→ **Problem statement**
A single number is required: how many lines in the entries hold the word "SourceConcepts".

→ **Recorded information**
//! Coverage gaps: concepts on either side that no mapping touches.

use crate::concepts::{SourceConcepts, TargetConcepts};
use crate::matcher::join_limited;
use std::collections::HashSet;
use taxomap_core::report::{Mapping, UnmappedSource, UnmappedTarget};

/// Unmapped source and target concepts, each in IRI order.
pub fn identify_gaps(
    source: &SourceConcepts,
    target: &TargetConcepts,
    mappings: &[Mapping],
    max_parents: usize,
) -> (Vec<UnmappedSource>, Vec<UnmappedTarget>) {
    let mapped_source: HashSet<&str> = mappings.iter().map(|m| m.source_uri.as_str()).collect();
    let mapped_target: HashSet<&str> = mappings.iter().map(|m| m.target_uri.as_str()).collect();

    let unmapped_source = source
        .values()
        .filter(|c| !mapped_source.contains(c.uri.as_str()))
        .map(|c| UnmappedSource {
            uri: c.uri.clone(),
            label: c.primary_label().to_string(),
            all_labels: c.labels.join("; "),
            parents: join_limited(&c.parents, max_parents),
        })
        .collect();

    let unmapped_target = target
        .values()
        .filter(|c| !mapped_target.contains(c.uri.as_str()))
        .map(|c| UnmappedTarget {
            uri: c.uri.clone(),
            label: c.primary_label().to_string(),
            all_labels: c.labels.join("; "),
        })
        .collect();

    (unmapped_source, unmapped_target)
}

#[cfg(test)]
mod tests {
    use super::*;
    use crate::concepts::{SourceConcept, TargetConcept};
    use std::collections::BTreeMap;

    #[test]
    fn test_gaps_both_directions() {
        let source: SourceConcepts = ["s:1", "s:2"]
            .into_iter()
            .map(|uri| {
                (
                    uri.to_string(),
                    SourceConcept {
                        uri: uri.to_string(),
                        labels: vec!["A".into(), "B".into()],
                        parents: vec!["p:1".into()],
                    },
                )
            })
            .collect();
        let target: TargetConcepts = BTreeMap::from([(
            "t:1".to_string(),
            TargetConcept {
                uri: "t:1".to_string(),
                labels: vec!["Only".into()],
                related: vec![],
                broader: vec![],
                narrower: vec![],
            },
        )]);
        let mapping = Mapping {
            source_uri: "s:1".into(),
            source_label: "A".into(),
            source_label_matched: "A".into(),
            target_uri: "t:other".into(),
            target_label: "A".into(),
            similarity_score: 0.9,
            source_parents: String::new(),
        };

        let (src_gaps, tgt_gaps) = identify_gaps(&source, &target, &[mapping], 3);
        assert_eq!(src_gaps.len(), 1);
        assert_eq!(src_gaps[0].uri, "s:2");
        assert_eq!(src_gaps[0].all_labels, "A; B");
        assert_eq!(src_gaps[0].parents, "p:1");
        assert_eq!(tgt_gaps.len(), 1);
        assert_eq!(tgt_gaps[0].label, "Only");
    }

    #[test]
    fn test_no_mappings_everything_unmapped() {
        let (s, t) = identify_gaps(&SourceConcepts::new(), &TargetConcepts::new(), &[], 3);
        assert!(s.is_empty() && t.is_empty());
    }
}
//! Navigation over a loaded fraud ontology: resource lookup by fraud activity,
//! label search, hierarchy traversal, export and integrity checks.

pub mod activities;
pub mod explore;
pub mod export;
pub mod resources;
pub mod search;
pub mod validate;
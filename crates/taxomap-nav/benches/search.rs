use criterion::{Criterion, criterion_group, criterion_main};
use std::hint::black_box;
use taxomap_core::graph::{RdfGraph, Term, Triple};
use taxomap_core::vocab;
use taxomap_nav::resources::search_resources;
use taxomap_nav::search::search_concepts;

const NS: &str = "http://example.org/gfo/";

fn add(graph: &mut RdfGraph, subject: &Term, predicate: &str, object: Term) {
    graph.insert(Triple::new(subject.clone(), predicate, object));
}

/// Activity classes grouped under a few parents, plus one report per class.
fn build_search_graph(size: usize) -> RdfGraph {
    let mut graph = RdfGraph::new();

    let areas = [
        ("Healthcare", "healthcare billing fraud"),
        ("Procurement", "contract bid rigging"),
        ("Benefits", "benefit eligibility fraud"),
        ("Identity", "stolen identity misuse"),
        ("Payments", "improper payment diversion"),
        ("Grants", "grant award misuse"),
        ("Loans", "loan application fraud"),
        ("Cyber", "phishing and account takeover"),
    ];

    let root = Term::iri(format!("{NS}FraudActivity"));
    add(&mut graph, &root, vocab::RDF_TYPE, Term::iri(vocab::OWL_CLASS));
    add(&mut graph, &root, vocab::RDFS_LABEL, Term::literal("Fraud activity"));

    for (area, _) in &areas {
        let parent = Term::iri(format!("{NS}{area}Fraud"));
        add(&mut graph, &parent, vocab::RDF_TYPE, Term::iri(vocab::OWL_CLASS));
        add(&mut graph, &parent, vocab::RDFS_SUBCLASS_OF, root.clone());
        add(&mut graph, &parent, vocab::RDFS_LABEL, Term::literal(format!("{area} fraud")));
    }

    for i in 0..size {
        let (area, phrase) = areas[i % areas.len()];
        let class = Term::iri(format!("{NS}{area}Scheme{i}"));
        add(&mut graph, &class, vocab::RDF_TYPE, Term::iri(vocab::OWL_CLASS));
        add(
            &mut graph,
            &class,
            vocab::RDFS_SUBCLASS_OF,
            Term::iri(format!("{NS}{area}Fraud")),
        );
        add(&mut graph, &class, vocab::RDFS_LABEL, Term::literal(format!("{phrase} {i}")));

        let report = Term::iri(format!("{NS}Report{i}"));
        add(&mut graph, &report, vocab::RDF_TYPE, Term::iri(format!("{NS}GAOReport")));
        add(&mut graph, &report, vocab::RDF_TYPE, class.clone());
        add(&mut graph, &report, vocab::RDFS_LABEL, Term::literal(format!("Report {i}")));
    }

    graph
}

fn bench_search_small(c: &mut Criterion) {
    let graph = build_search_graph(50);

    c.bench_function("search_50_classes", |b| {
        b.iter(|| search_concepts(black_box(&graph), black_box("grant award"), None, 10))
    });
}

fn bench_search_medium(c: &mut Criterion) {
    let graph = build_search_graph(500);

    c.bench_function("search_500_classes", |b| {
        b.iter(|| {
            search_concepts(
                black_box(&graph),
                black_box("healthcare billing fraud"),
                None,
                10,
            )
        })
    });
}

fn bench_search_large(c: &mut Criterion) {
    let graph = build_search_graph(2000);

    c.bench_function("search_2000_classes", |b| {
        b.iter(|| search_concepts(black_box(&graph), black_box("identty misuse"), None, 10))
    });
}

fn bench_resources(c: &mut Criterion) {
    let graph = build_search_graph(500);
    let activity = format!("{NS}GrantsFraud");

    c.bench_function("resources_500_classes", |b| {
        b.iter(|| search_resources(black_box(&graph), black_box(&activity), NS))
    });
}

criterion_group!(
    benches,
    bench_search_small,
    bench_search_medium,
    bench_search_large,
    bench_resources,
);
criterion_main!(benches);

* * *

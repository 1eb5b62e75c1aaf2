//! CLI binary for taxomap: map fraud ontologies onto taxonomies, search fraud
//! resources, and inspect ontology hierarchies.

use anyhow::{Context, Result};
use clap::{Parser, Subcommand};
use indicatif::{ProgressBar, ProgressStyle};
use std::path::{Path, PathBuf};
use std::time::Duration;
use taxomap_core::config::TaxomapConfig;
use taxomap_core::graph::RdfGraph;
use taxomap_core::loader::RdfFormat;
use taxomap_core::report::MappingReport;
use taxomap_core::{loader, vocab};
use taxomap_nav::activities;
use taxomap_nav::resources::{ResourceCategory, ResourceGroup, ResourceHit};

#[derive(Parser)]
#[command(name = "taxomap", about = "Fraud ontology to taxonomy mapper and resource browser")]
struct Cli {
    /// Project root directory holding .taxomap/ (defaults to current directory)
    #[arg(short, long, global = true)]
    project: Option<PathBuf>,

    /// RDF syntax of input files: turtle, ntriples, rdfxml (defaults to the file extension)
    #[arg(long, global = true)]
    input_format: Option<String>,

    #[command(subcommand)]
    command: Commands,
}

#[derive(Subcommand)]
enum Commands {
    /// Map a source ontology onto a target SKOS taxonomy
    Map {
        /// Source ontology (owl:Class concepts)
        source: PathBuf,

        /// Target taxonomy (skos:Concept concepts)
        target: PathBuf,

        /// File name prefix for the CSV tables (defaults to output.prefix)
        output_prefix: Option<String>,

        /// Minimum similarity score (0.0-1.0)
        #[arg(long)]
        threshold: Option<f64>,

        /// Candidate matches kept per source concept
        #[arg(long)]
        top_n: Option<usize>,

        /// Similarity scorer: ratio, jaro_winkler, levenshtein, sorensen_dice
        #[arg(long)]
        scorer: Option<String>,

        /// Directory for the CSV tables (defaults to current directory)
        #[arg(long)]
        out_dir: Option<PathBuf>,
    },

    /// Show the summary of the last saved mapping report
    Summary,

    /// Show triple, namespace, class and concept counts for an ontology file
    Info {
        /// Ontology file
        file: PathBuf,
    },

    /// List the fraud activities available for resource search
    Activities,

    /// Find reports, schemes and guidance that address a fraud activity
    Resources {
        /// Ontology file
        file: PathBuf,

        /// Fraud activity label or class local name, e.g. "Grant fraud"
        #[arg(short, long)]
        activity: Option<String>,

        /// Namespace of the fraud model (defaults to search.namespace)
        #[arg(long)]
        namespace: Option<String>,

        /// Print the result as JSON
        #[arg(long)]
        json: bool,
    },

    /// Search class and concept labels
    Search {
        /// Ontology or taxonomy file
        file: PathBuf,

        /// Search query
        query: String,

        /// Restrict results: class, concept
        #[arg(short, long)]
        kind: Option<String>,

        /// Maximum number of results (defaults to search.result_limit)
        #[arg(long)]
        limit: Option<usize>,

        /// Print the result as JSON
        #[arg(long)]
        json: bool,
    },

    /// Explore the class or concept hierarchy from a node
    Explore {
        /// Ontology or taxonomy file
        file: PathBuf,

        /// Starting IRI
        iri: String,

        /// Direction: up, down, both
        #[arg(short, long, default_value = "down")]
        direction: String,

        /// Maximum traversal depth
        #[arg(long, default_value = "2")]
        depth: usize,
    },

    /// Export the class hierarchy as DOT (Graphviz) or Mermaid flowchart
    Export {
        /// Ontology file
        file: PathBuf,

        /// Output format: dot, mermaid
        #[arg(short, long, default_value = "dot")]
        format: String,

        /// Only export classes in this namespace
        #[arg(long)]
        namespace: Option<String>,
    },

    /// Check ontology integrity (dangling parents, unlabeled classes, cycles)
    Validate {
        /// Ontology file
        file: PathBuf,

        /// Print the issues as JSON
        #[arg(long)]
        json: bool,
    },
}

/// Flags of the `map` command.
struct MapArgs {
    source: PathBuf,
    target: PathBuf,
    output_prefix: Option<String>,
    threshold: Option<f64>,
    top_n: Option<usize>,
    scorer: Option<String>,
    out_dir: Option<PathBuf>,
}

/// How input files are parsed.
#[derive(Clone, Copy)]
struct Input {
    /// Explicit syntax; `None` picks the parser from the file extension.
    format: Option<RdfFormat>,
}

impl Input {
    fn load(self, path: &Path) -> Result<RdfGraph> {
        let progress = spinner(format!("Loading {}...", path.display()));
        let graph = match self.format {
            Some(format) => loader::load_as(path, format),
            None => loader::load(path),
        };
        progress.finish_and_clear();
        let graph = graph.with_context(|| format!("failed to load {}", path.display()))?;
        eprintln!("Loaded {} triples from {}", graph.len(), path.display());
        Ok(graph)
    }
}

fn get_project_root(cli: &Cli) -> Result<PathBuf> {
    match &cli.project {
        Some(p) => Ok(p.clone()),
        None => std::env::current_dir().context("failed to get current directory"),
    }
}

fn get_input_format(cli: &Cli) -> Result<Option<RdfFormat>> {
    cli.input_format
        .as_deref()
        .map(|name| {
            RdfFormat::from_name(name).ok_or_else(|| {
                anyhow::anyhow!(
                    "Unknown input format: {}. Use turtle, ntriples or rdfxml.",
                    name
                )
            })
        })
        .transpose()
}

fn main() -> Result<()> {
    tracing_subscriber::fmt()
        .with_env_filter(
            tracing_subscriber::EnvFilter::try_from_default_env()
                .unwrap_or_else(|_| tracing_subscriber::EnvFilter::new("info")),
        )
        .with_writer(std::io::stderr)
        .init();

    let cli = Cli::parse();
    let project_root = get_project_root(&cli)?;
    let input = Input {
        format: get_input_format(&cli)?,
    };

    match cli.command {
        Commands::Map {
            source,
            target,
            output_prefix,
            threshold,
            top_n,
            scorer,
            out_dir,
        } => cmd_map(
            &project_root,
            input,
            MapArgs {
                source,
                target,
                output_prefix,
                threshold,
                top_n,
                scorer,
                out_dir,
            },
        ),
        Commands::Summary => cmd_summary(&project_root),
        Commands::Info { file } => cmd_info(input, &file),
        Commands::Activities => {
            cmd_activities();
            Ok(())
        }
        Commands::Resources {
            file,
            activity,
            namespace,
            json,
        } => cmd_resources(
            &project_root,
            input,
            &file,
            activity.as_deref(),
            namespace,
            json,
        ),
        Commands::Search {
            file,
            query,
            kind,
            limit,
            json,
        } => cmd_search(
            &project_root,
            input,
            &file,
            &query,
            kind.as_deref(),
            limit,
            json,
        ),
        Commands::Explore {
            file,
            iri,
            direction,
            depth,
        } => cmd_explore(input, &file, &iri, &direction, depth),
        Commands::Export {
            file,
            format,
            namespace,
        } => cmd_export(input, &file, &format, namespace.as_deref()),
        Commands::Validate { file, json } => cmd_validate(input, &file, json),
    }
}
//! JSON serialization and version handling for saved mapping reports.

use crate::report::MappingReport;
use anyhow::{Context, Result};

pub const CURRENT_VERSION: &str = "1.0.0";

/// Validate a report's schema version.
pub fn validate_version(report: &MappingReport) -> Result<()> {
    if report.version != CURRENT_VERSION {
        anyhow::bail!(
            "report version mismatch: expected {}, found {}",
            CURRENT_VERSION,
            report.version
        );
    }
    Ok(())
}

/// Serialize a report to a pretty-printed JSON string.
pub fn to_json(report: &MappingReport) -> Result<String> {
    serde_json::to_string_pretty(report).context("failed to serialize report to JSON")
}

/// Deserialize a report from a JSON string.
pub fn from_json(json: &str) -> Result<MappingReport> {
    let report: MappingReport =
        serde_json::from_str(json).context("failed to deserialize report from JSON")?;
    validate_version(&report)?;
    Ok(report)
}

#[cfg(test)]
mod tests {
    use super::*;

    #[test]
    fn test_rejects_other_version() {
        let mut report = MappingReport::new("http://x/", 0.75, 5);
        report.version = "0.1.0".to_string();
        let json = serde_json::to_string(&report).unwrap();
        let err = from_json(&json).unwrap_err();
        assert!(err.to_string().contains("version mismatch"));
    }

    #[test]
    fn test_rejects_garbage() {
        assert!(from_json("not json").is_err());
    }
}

...

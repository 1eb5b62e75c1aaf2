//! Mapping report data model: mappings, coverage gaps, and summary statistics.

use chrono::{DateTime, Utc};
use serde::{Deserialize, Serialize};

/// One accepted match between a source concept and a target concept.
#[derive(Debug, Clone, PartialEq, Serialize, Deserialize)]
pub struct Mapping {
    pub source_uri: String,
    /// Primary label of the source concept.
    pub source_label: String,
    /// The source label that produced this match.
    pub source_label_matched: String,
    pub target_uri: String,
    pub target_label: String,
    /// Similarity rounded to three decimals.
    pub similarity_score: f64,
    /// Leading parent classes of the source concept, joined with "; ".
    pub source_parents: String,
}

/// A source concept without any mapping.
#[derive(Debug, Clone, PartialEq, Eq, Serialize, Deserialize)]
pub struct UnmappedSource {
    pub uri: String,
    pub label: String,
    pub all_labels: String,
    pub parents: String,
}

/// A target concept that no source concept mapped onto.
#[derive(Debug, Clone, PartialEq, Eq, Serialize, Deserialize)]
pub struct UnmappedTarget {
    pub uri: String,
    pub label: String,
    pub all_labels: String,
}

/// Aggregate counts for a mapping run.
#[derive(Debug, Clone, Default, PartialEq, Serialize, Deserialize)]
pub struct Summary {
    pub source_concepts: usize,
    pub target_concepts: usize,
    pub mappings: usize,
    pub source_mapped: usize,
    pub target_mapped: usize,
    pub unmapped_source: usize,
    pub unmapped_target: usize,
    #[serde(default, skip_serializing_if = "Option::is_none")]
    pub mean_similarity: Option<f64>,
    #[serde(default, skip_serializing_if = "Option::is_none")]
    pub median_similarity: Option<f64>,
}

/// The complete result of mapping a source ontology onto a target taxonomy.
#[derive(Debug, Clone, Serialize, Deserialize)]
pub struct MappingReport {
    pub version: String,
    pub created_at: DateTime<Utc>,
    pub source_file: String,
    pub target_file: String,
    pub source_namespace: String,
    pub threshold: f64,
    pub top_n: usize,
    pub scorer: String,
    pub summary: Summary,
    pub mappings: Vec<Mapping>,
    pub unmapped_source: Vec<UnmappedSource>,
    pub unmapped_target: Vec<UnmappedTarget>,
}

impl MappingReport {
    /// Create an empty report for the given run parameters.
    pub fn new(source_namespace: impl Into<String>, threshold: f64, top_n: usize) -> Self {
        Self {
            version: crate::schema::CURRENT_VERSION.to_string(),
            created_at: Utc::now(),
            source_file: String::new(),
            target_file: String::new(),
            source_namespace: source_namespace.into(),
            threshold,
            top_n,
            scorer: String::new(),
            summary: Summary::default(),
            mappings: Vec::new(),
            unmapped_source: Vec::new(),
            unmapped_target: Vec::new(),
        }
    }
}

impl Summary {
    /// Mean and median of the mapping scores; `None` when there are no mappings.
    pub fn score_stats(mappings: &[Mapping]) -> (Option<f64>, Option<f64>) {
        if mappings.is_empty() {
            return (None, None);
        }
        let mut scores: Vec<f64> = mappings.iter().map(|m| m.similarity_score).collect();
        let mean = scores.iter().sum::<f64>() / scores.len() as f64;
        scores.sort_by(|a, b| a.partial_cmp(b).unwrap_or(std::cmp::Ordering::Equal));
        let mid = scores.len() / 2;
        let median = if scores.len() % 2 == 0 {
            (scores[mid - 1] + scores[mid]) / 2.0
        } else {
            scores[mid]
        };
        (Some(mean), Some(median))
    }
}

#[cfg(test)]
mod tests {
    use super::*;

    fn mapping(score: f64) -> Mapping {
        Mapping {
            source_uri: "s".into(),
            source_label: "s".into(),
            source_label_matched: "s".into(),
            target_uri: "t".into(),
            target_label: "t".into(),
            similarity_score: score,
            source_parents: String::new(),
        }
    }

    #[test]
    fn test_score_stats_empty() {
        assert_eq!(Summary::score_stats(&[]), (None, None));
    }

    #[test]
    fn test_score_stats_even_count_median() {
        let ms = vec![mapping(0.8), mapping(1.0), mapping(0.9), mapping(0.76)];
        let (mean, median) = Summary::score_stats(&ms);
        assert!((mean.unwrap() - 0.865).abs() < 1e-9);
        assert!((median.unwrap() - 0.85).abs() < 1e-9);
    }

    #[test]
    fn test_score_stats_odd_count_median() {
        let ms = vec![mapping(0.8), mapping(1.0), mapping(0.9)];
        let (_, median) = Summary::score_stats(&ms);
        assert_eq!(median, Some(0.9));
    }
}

→ **Solution for this exercise**
4